The Token Limit: The LLM Prompting Biggest Problem

Currently, one of the biggest problems with LLM prompting is the token limit. When GPT-3 was released, the limit for both the prompt and the output combined was 2,048 tokens. With GPT-3.5, this limit increased to 4,096 tokens. Now, GPT-4 comes in two variants. One with a limit of 8,192 tokens and another with a limit of 32,768 tokens, around 50 pages of text.

So, what can you do when you might want to do a prompt with a context larger than this limit? Of course, the only solution is to make the context shorter. But how can you make it shorter and at the same time have all the relevant information? The solution: store the context in a vector database and find the relevant context with a similarity search query.

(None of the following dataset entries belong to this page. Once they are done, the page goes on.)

//! Command implementations behind the CLI.
//!
//! Each command returns [`ProcessingStats`]; the binary maps
//! `files_failed > 0` to a failing exit code.

use crate::calibration::{
    CompensationModel, DistanceCoefficients, DistanceFit, RangeCompensator, SpeedCoefficients,
    SpeedOfSoundFit, load_samples,
};
use crate::cli::{Args, Command, CompensateArgs, CompensateModel, ExtractArgs, FitArgs, FitModel};
use crate::config::{CalibrationConfig, ExtractorConfig};
use crate::constants::{COMPENSATED_DISTANCE_COLUMN, OUTPUT_DATETIME_FORMAT};
use crate::error::{Result, SensorLogError};
use crate::models::{Field, ProcessingStats};
use crate::processor::{BatchProcessor, OutputTarget, discover_inputs};
use crate::table::NumericTable;
use crate::writer::write_csv;

use anyhow::Context;
use colored::*;
use polars::prelude::*;
use std::path::Path;
use std::time::Instant;
use tracing::{debug, info};

/// Set up structured logging on stderr
pub fn setup_logging(args: &Args) -> Result<()> {
    use tracing_subscriber::{EnvFilter, fmt, layer::SubscriberExt, util::SubscriberInitExt};

    let log_level = args.get_log_level();

    // RUST_LOG wins over the command-line level
    let filter = EnvFilter::try_from_default_env()
        .unwrap_or_else(|_| EnvFilter::new(format!("sensorlog_processor={}", log_level)));

    if args.quiet {
        // Compact, no timer
        tracing_subscriber::registry()
            .with(filter)
            .with(
                fmt::layer()
                    .with_target(false)
                    .with_level(true)
                    .with_writer(std::io::stderr)
                    .compact(),
            )
            .try_init()
            .map_err(|e| SensorLogError::Configuration {
                message: format!("Failed to initialise logging: {}", e),
            })?;
    } else {
        // Uptime-stamped lines on stderr
        tracing_subscriber::registry()
            .with(filter)
            .with(
                fmt::layer()
                    .with_target(false)
                    .with_level(true)
                    .with_timer(fmt::time::uptime())
                    .with_writer(std::io::stderr),
            )
            .try_init()
            .map_err(|e| SensorLogError::Configuration {
                message: format!("Failed to initialise logging: {}", e),
            })?;
    }

    debug!("Logging initialized at level: {}", log_level);
    Ok(())
}

/// Dispatch the parsed command line
pub async fn run(args: Args) -> anyhow::Result<ProcessingStats> {
    setup_logging(&args)?;
    let show_progress = !args.quiet;

    match args.command {
        Command::Extract(extract) => run_extract(extract, show_progress).await,
        Command::Fit(fit) => run_fit(fit),
        Command::Compensate(compensate) => run_compensate(compensate),
    }
}

/// Build the extraction config from command-line overrides
pub fn extractor_config(args: &ExtractArgs) -> ExtractorConfig {
    let mut config = ExtractorConfig::default()
        .with_additional_exclusions(args.exclude.iter().cloned())
        .with_prune_empty_records(args.prune_empty)
        .with_output_format(args.output_format());
    if let Some(jobs) = args.jobs {
        config = config.with_max_concurrent_files(jobs);
    }
    config
}

async fn run_extract(args: ExtractArgs, show_progress: bool) -> anyhow::Result<ProcessingStats> {
    let inputs = discover_inputs(&args.inputs).context("Failed to resolve input logs")?;

    // Explicit file, output directory, or next to each input
    let target = match (&args.output, &args.output_dir) {
        (Some(file), _) => OutputTarget::File(file.clone()),
        (None, Some(dir)) => OutputTarget::Directory(dir.clone()),
        (None, None) => OutputTarget::AlongsideInput,
    };

    let processor = BatchProcessor::new(extractor_config(&args))
        .context("Invalid extraction settings")?
        .with_output_target(target)
        .with_progress(show_progress);

    let (stats, _reports) = processor.process(&inputs).await?;
    Ok(stats)
}

fn run_fit(args: FitArgs) -> anyhow::Result<ProcessingStats> {
    let start_time = Instant::now();
    let config = CalibrationConfig::default().with_columns((&args.columns).into());

    let table = NumericTable::load_csv(&args.table)
        .with_context(|| format!("Failed to load calibration table {}", args.table.display()))?;
    let samples = load_samples(&table, &config.columns)?;

    println!(
        "{} {} ({} samples)",
        "Calibration table:".bright_cyan(),
        args.table.display(),
        samples.len().to_string().bright_white().bold()
    );

    // Fit requested models
    if matches!(args.model, FitModel::Speed | FitModel::Both) {
        let fit = SpeedOfSoundFit::fit(&samples, config.fit_reference)
            .context("Speed-of-sound model fit failed")?;
        print_speed_fit(&fit);
    }

    if matches!(args.model, FitModel::Distance | FitModel::Both) {
        let fit = DistanceFit::fit(&samples, config.fit_reference)
            .context("Distance model fit failed")?;
        print_distance_fit(&fit, args.details);
    }

    Ok(ProcessingStats {
        files_processed: 1,
        files_failed: 0,
        total_rows: samples.len(),
        processing_time_ms: start_time.elapsed().as_millis(),
    })
}

fn print_speed_fit(fit: &SpeedOfSoundFit) {
    let c = &fit.coefficients;
    println!("\n{}", "Speed-of-sound model".bright_green().bold());
    println!(
        "  c = {} + a_t·(T - {}) + a_rh·(RH/100 - {}) + a_p·(P - {})",
        fit.reference.speed_of_sound,
        fit.reference.temperature,
        fit.reference.humidity,
        fit.reference.pressure
    );
    println!("  {} {:.6}", "a_t: ".bright_cyan(), c.a_t);
    println!("  {} {:.6}", "a_rh:".bright_cyan(), c.a_rh);
    println!("  {} {:.6}", "a_p: ".bright_cyan(), c.a_p);
    println!(
        "  {} {}",
        "R²:  ".bright_cyan(),
        format!("{:.6}", fit.r_squared).bright_white().bold()
    );
}

fn print_distance_fit(fit: &DistanceFit, details: bool) {
    let c = &fit.coefficients;
    let m = &fit.metrics;
    println!("\n{}", "Distance model".bright_green().bold());
    println!("  d = a0 + a1·tof + b0·Δt·tof + b1·Δrh·tof + b2·Δp·tof");
    println!("  {} {:.6e}", "a0:".bright_cyan(), c.a0);
    println!("  {} {:.6e}", "a1:".bright_cyan(), c.a1);
    println!("  {} {:.6e}", "b0:".bright_cyan(), c.b0);
    println!("  {} {:.6e}", "b1:".bright_cyan(), c.b1);
    println!("  {} {:.6e}", "b2:".bright_cyan(), c.b2);
    println!(
        "  {} {}",
        "R²:".bright_cyan(),
        format!("{:.6}", m.r_squared).bright_white().bold()
    );
    println!("  {} {:.6}", "MSE:".bright_cyan(), m.mse);
    println!("  {} {:.6}", "RMSE:".bright_cyan(), m.rmse);
    println!("  {} {:.6}", "MAE:".bright_cyan(), m.mae);
    println!(
        "  {} {:.4}% mean, {:.4}% max",
        "Relative error:".bright_cyan(),
        m.mean_relative_error,
        m.max_relative_error
    );

    if details {
        println!(
            "\n  {:>12} {:>12} {:>10} {:>9}",
            "actual", "predicted", "residual", "rel.err%"
        );
        for p in &fit.predictions {
            println!(
                "  {:>12.3} {:>12.3} {:>10.4} {:>9.4}",
                p.actual, p.predicted, p.residual, p.relative_error
            );
        }
    }
}

fn run_compensate(args: CompensateArgs) -> anyhow::Result<ProcessingStats> {
    let start_time = Instant::now();
    let config = CalibrationConfig::default().with_columns((&args.columns).into());
    let compensator = build_compensator(&args, &config)?;

    let output = args.get_output_path();
    let rows = compensate_file(&args.input, &output, &compensator)
        .with_context(|| format!("Failed to compensate {}", args.input.display()))?;

    println!(
        "{} {} rows -> {}",
        "Compensated".bright_green(),
        rows.to_string().bright_white().bold(),
        output.display()
    );

    Ok(ProcessingStats {
        files_processed: 1,
        files_failed: 0,
        total_rows: rows,
        processing_time_ms: start_time.elapsed().as_millis(),
    })
}

fn build_compensator(
    args: &CompensateArgs,
    config: &CalibrationConfig,
) -> anyhow::Result<RangeCompensator> {
    let model = match (&args.coefficients, &args.table) {
        (Some(values), _) => model_from_coefficients(args.model, values)?,
        (None, Some(table_path)) => {
            let table = NumericTable::load_csv(table_path).with_context(|| {
                format!("Failed to load calibration table {}", table_path.display())
            })?;
            let samples = load_samples(&table, &config.columns)?;
            match args.model {
                CompensateModel::Speed => CompensationModel::Speed(
                    SpeedOfSoundFit::fit(&samples, config.fit_reference)?.coefficients,
                ),
                CompensateModel::Distance => CompensationModel::Distance(
                    DistanceFit::fit(&samples, config.fit_reference)?.coefficients,
                ),
            }
        }
        (None, None) => anyhow::bail!("Either --table or --coefficients is required"),
    };

    info!("Compensating with {:?}", model);
    Ok(RangeCompensator::new(model, config.device_reference))
}

/// Turn a flat coefficient list into a compensation model
pub fn model_from_coefficients(model: CompensateModel, values: &[f64]) -> Result<CompensationModel> {
    if values.len() != model.coefficient_count() {
        return Err(SensorLogError::Configuration {
            message: format!(
                "{:?} model takes {} coefficients, got {}",
                model,
                model.coefficient_count(),
                values.len()
            ),
        });
    }

    Ok(match model {
        CompensateModel::Speed => CompensationModel::Speed(SpeedCoefficients {
            a_t: values[0],
            a_rh: values[1],
            a_p: values[2],
        }),
        CompensateModel::Distance => CompensationModel::Distance(DistanceCoefficients {
            a0: values[0],
            a1: values[1],
            b0: values[2],
            b1: values[3],
            b2: values[4],
        }),
    })
}

/// Read an extracted CSV, append the compensated distance and write it out.
///
/// Rows missing any of the raw distance, temperature, humidity or pressure
/// get a null compensated distance. Returns the number of rows written.
pub fn compensate_file(input: &Path, output: &Path, compensator: &RangeCompensator) -> Result<usize> {
    let table = NumericTable::load_csv(input)?;

    let raw = table.numeric_column(Field::UsRaw.column_name())?;
    let temp = table.numeric_column(Field::Temp.column_name())?;
    let hum = table.numeric_column(Field::Hum.column_name())?;
    let pres = table.numeric_column(Field::Pres.column_name())?;

    let compensated: Vec<Option<f64>> = (0..table.height())
        .map(|row| match (raw[row], temp[row], hum[row], pres[row]) {
            (Some(d), Some(t), Some(h), Some(p)) => Some(compensator.compensate(d, t, h, p)),
            _ => None,
        })
        .collect();

    let filled = compensated.iter().filter(|v| v.is_some()).count();
    debug!(
        "Compensated {} of {} rows in {}",
        filled,
        compensated.len(),
        input.display()
    );

    let mut frame = table.into_frame();
    frame.with_column(Column::new(COMPENSATED_DISTANCE_COLUMN.into(), compensated))?;

    if let Some(parent) = output.parent() {
        if !parent.as_os_str().is_empty() {
            std::fs::create_dir_all(parent)?;
        }
    }
    write_csv(&mut frame, output, OUTPUT_DATETIME_FORMAT)?;

    Ok(frame.height())
}

#[cfg(test)]
mod tests {
    use super::*;
    use tempfile::TempDir;

    fn identity_compensator() -> RangeCompensator {
        // a1 = raw-distance speed / 2 in mm/ns gives back the raw distance
        RangeCompensator::device(CompensationModel::Distance(DistanceCoefficients {
            a0: 0.0,
            a1: 343_500.0 / 2.0 * 1e-9,
            b0: 0.0,
            b1: 0.0,
            b2: 0.0,
        }))
    }

    #[test]
    fn test_coefficient_count_is_checked() {
        assert!(model_from_coefficients(CompensateModel::Speed, &[0.6, 0.0, 0.0]).is_ok());
        assert!(matches!(
            model_from_coefficients(CompensateModel::Distance, &[1.0, 2.0]),
            Err(SensorLogError::Configuration { .. })
        ));
    }

    #[test]
    fn test_compensate_file_appends_column() {
        let temp_dir = TempDir::new().unwrap();
        let input = temp_dir.path().join("run.csv");
        let output = temp_dir.path().join("out").join("run_compensated.csv");
        std::fs::write(
            &input,
            "datetime,us_raw,time_of_flight,temp,hum,pres\n\
             2025-10-06T10:00:00.000,250.0,,20.0,40.0,101.3\n\
             2025-10-06T10:00:01.000,,,20.0,40.0,101.3\n",
        )
        .unwrap();

        let rows = compensate_file(&input, &output, &identity_compensator()).unwrap();
        assert_eq!(rows, 2);

        let content = std::fs::read_to_string(&output).unwrap();
        let lines: Vec<&str> = content.lines().collect();
        assert_eq!(
            lines[0],
            "datetime,us_raw,time_of_flight,temp,hum,pres,compensated_distance"
        );
        assert!(lines[1].starts_with("2025-10-06T10:00:00.000,250"));
        let value: f64 = lines[1].rsplit(',').next().unwrap().parse().unwrap();
        assert!((value - 250.0).abs() < 1e-6);
        assert!(lines[2].ends_with(','));
    }

    #[test]
    fn test_compensate_file_requires_columns() {
        let temp_dir = TempDir::new().unwrap();
        let input = temp_dir.path().join("other.csv");
        std::fs::write(&input, "a,b\n1,2\n").unwrap();

        let err = compensate_file(&input, &temp_dir.path().join("o.csv"), &identity_compensator())
            .unwrap_err();
        assert!(matches!(err, SensorLogError::MissingColumn { .. }));
    }

    #[test]
    fn test_extractor_config_from_arguments() {
        use clap::Parser;
        let args = Args::parse_from([
            "sensorlog_processor",
            "extract",
            "a.log",
            "-x",
            "Gyro",
            "-j",
            "3",
            "--format",
            "parquet",
        ]);
        let Command::Extract(extract) = args.command else {
            panic!("Expected extract");
        };
        let config = extractor_config(&extract);
        assert!(config.excluded_channels.iter().any(|k| k == "Gyro"));
        assert!(config.excluded_channels.iter().any(|k| k == "AIN"));
        assert_eq!(config.max_concurrent_files, 3);
        assert_eq!(config.output_format.extension(), "parquet");
    }
}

What Are Vector Embeddings?

Let’s start by explaining what vector embeddings are. Roy Keynes’ definition is: “Embeddings are learned transformations to make data more useful.” A neural network learns to transform the text into a vector space that contains its actual meaning. This is more useful because it can find synonyms and the syntactical and semantical relationships between words. This visual helps us understand how those vectors can encode meaning:


What Do Vector Databases Do?

A vector database stores and indexes vector embeddings. This is useful for the fast retrieval of vectors and looking for similar vectors.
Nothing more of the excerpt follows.